Today the attorney for National Security Council official Tim Morrison announced that, if he receives an expected subpoena from the House impeachment inquiry, Morrison “plans to appear for his deposition”—even if Trump attempts to block him. Even though Morrison is a sitting White House official. Morrison is one of five officials up in the next round of testimony.
In April, Donald Trump called for a blanket refusal of all House subpoenas. When Don McGahn was ordered to appear before the House, he didn’t come, citing Trump’s demand. Neither did William Barr. Or Steven Mnuchin. Or Wilbur Ross. Or Kellyanne Conway. And it wasn’t just Trump’s top officials who refused to appear: Even low-ranking members of the White House staff, or former members of Trump’s campaign, turned down both a formal invitation and a subpoena for documents or testimony.
That ban on cooperation by Trump is still holding in some quarters. For example, Rudy Giuliani has said he will not respond to a subpoena if he receives one. So has Energy Secretary Rick Perry; and Trump-appointed Defense official Robert Hood refused to turn over documents in the face of a House subpoena on Oct. 16. But there are two big factors turning things around: The impeachment inquiry allows the House to potentially put more sting behind its requests, and the evidence now piling up shows that this is a fight Trump is very likely to lose.
Former U.S. Ambassador to Ukraine Marie Yovanovitch testified, despite last-minute attempts by Secretary of State Mike Pompeo to shut her down. As happened on Thursday with Defense Department official Laura Cooper, Yovanovitch actually requested a subpoena, so that she could give her testimony while pointing out that she was legally compelled to do so. Despite a letter from the White House counsel “declaring war” on the impeachment inquiry, one official after another has appeared before the House. They include former White House adviser Fiona Hill and such Trump-friendly figures as Gordon Sondland.
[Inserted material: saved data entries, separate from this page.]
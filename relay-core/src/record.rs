//! Serializable cache records and HTTP freshness evaluation.
//!
//! A [`StoredResponse`] is the snapshot of a response a storage backend
//! persists. Freshness is never stored — it is derived on read from the
//! record's `Date` and `Cache-Control` headers, so the same record can be
//! fresh for one request and stale for the next.

use std::sync::LazyLock;

use bytes::Bytes;
use chrono::{DateTime, Utc};
use http::header::{CACHE_CONTROL, DATE, ETAG};
use http::{HeaderMap, HeaderValue, StatusCode};
use regex::Regex;
use serde::{Deserialize, Serialize};

use crate::Response;

static MAX_AGE: LazyLock<Regex> =
    LazyLock::new(|| Regex::new(r"max-age=(\d+)").expect("max-age pattern is valid"));

/// Snapshot of a response as persisted by a storage backend.
///
/// The serialized form must survive a serialize → deserialize round trip
/// unchanged; the revalidation policy depends on getting the original
/// headers (in particular `ETag`) back intact.
#[derive(Debug, Clone, PartialEq, Serialize, Deserialize)]
pub struct StoredResponse {
    #[serde(with = "http_serde::status_code")]
    status: StatusCode,
    #[serde(with = "http_serde::header_map")]
    headers: HeaderMap,
    body: Bytes,
    received_at: DateTime<Utc>,
}

impl StoredResponse {
    /// Deep-copies a live response into a record.
    pub fn from_response(response: &Response) -> Self {
        StoredResponse {
            status: response.status(),
            headers: response.headers().clone(),
            body: response.body().clone(),
            received_at: response.received_at(),
        }
    }

    /// Materializes an independent response from the record.
    pub fn to_response(&self) -> Response {
        Response::new(
            self.status,
            self.headers.clone(),
            self.body.clone(),
            self.received_at,
        )
    }

    /// Encodes the record for storage.
    pub fn serialize(&self) -> serde_json::Result<Bytes> {
        serde_json::to_vec(self).map(Bytes::from)
    }

    /// Decodes a record previously produced by [`serialize`](Self::serialize).
    pub fn deserialize(bytes: &[u8]) -> serde_json::Result<Self> {
        serde_json::from_slice(bytes)
    }

    /// Recorded status code.
    pub fn status(&self) -> StatusCode {
        self.status
    }

    /// Recorded headers.
    pub fn headers(&self) -> &HeaderMap {
        &self.headers
    }

    /// Recorded body bytes.
    pub fn body(&self) -> &Bytes {
        &self.body
    }

    /// The record's `Date` header parsed as an HTTP date.
    pub fn date(&self) -> Option<DateTime<Utc>> {
        let value = self.headers.get(DATE)?.to_str().ok()?;
        DateTime::parse_from_rfc2822(value)
            .ok()
            .map(|date| date.with_timezone(&Utc))
    }

    /// Seconds elapsed since the record's `Date` header.
    pub fn age(&self, now: DateTime<Utc>) -> Option<i64> {
        self.date().map(|date| (now - date).num_seconds())
    }

    /// The `max-age` directive of the record's `Cache-Control` header, in
    /// seconds.
    pub fn max_age(&self) -> Option<i64> {
        let value = self.headers.get(CACHE_CONTROL)?.to_str().ok()?;
        MAX_AGE.captures(value)?[1].parse().ok()
    }

    /// Whether the record is still inside its declared freshness window.
    ///
    /// A record missing either a parseable `Date` or a `max-age` directive
    /// is never fresh; no default window is inferred.
    pub fn is_fresh(&self, now: DateTime<Utc>) -> bool {
        match (self.age(now), self.max_age()) {
            (Some(age), Some(max_age)) => age <= max_age,
            _ => false,
        }
    }

    /// Whether the origin mandated revalidation on every request.
    ///
    /// A `no-cache` or `must-validate` directive wins over `max-age`: the
    /// record must be revalidated even inside its freshness window.
    pub fn requires_revalidation(&self) -> bool {
        self.cache_control_directives()
            .any(|directive| directive == "no-cache" || directive == "must-validate")
    }

    /// Entity tag to offer in `If-None-Match` on revalidation.
    pub fn etag(&self) -> Option<&HeaderValue> {
        self.headers.get(ETAG)
    }

    /// Replaces the record's `Date` after a successful revalidation.
    ///
    /// Body, status and `ETag` keep their original values; this is the only
    /// in-place mutation a record ever sees.
    pub fn set_date(&mut self, date: HeaderValue) {
        self.headers.insert(DATE, date);
    }

    fn cache_control_directives(&self) -> impl Iterator<Item = &str> {
        self.headers
            .get(CACHE_CONTROL)
            .and_then(|value| value.to_str().ok())
            .into_iter()
            .flat_map(|value| value.split(','))
            .map(str::trim)
    }
}

#[cfg(test)]
mod tests {
    use chrono::Duration;

    use super::*;

    fn http_date(time: DateTime<Utc>) -> String {
        time.format("%a, %d %b %Y %H:%M:%S GMT").to_string()
    }

    fn record(headers: &[(&str, &str)], body: &str) -> StoredResponse {
        let mut map = HeaderMap::new();
        for (name, value) in headers {
            map.insert(
                name.parse::<http::header::HeaderName>().unwrap(),
                value.parse::<HeaderValue>().unwrap(),
            );
        }
        let response = Response::new(
            StatusCode::OK,
            map,
            Bytes::from(body.as_bytes().to_vec()),
            Utc::now(),
        );
        StoredResponse::from_response(&response)
    }

    #[test]
    fn serialized_records_round_trip_unchanged() {
        let record = record(
            &[
                ("date", "Tue, 15 Nov 1994 08:12:31 GMT"),
                ("cache-control", "max-age=60"),
                ("etag", "\"v1\""),
                ("content-type", "application/json"),
            ],
            r#"{"x":1}"#,
        );

        let bytes = record.serialize().unwrap();
        let decoded = StoredResponse::deserialize(&bytes).unwrap();

        assert_eq!(decoded, record);
    }

    #[test]
    fn record_inside_its_window_is_fresh() {
        let now = Utc::now();
        let record = record(
            &[
                ("date", &http_date(now - Duration::seconds(10))),
                ("cache-control", "max-age=60"),
            ],
            "",
        );

        assert!(record.is_fresh(now));
    }

    #[test]
    fn record_past_its_window_is_stale() {
        let now = Utc::now();
        let record = record(
            &[
                ("date", &http_date(now - Duration::seconds(90))),
                ("cache-control", "max-age=60"),
            ],
            "",
        );

        assert!(!record.is_fresh(now));
    }

    #[test]
    fn record_without_a_date_is_never_fresh() {
        let record = record(&[("cache-control", "max-age=60")], "");

        assert!(!record.is_fresh(Utc::now()));
    }

    #[test]
    fn record_without_max_age_is_never_fresh() {
        let now = Utc::now();
        let record = record(&[("date", &http_date(now))], "");

        assert!(!record.is_fresh(now));
    }

    #[test]
    fn max_age_is_extracted_among_other_directives() {
        let record = record(&[("cache-control", "public, max-age=120, immutable")], "");

        assert_eq!(record.max_age(), Some(120));
    }

    #[test]
    fn revalidation_directives_win_over_max_age() {
        assert!(record(&[("cache-control", "no-cache")], "").requires_revalidation());
        assert!(record(&[("cache-control", "must-validate")], "").requires_revalidation());
        assert!(
            record(&[("cache-control", "max-age=60, no-cache")], "").requires_revalidation()
        );
        assert!(!record(&[("cache-control", "max-age=60")], "").requires_revalidation());
    }

    #[test]
    fn set_date_keeps_body_and_etag() {
        let mut record = record(
            &[
                ("date", "Tue, 15 Nov 1994 08:12:31 GMT"),
                ("etag", "\"v1\""),
            ],
            "payload",
        );

        record.set_date(HeaderValue::from_static("Wed, 16 Nov 1994 08:12:31 GMT"));

        assert_eq!(
            record.headers().get(DATE).unwrap(),
            "Wed, 16 Nov 1994 08:12:31 GMT"
        );
        assert_eq!(record.etag().unwrap(), "\"v1\"");
        assert_eq!(record.body().as_ref(), b"payload");
    }
}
Why are Republicans going nuts in the House, filing ridiculous bills in the Senate, and launching criminal investigations of criminal investigators? Because Trump’s wall of fear is crumbling. And it’s very, very hard to maintain a conspiracy when those who have been roped into it refuse to be silent.
UPDATE: House investigators issued subpoenas today to two Office of Management and Budget officials, one of whom said this week that neither “would not be complying with deposition requests.”
The three panels conducting the impeachment inquiry want Russell Vought, the acting director of the OMB, and Michael Duffey, the agency’s head of national security, to testify early next month.
Vought said in a tweet earlier this week that neither he nor Duffey would honor a request to appear voluntarily, citing a White House letter that argued the inquiry is illegitimate. He included the hashtag “#shamprocess” in his tweet.
At issue is whether the Trump administration withheld nearly $400 million in military aid to Ukraine as leverage to get it to investigate the president’s domestic political rivals.
A third subpoena was issued Friday to State Department counselor T. Ulrich Brechbuhl, a close confidant of Secretary of State Mike Pompeo.
Duffey has been told to appear for a deposition on Nov. 5. Vought and Brechbuhl have been told to appear Nov. 6.
Letters to all three officials included a warning that their failure to appear “shall constitute evidence of obstruction of the House’s impeachment inquiry and may be used as an adverse inference against the President.”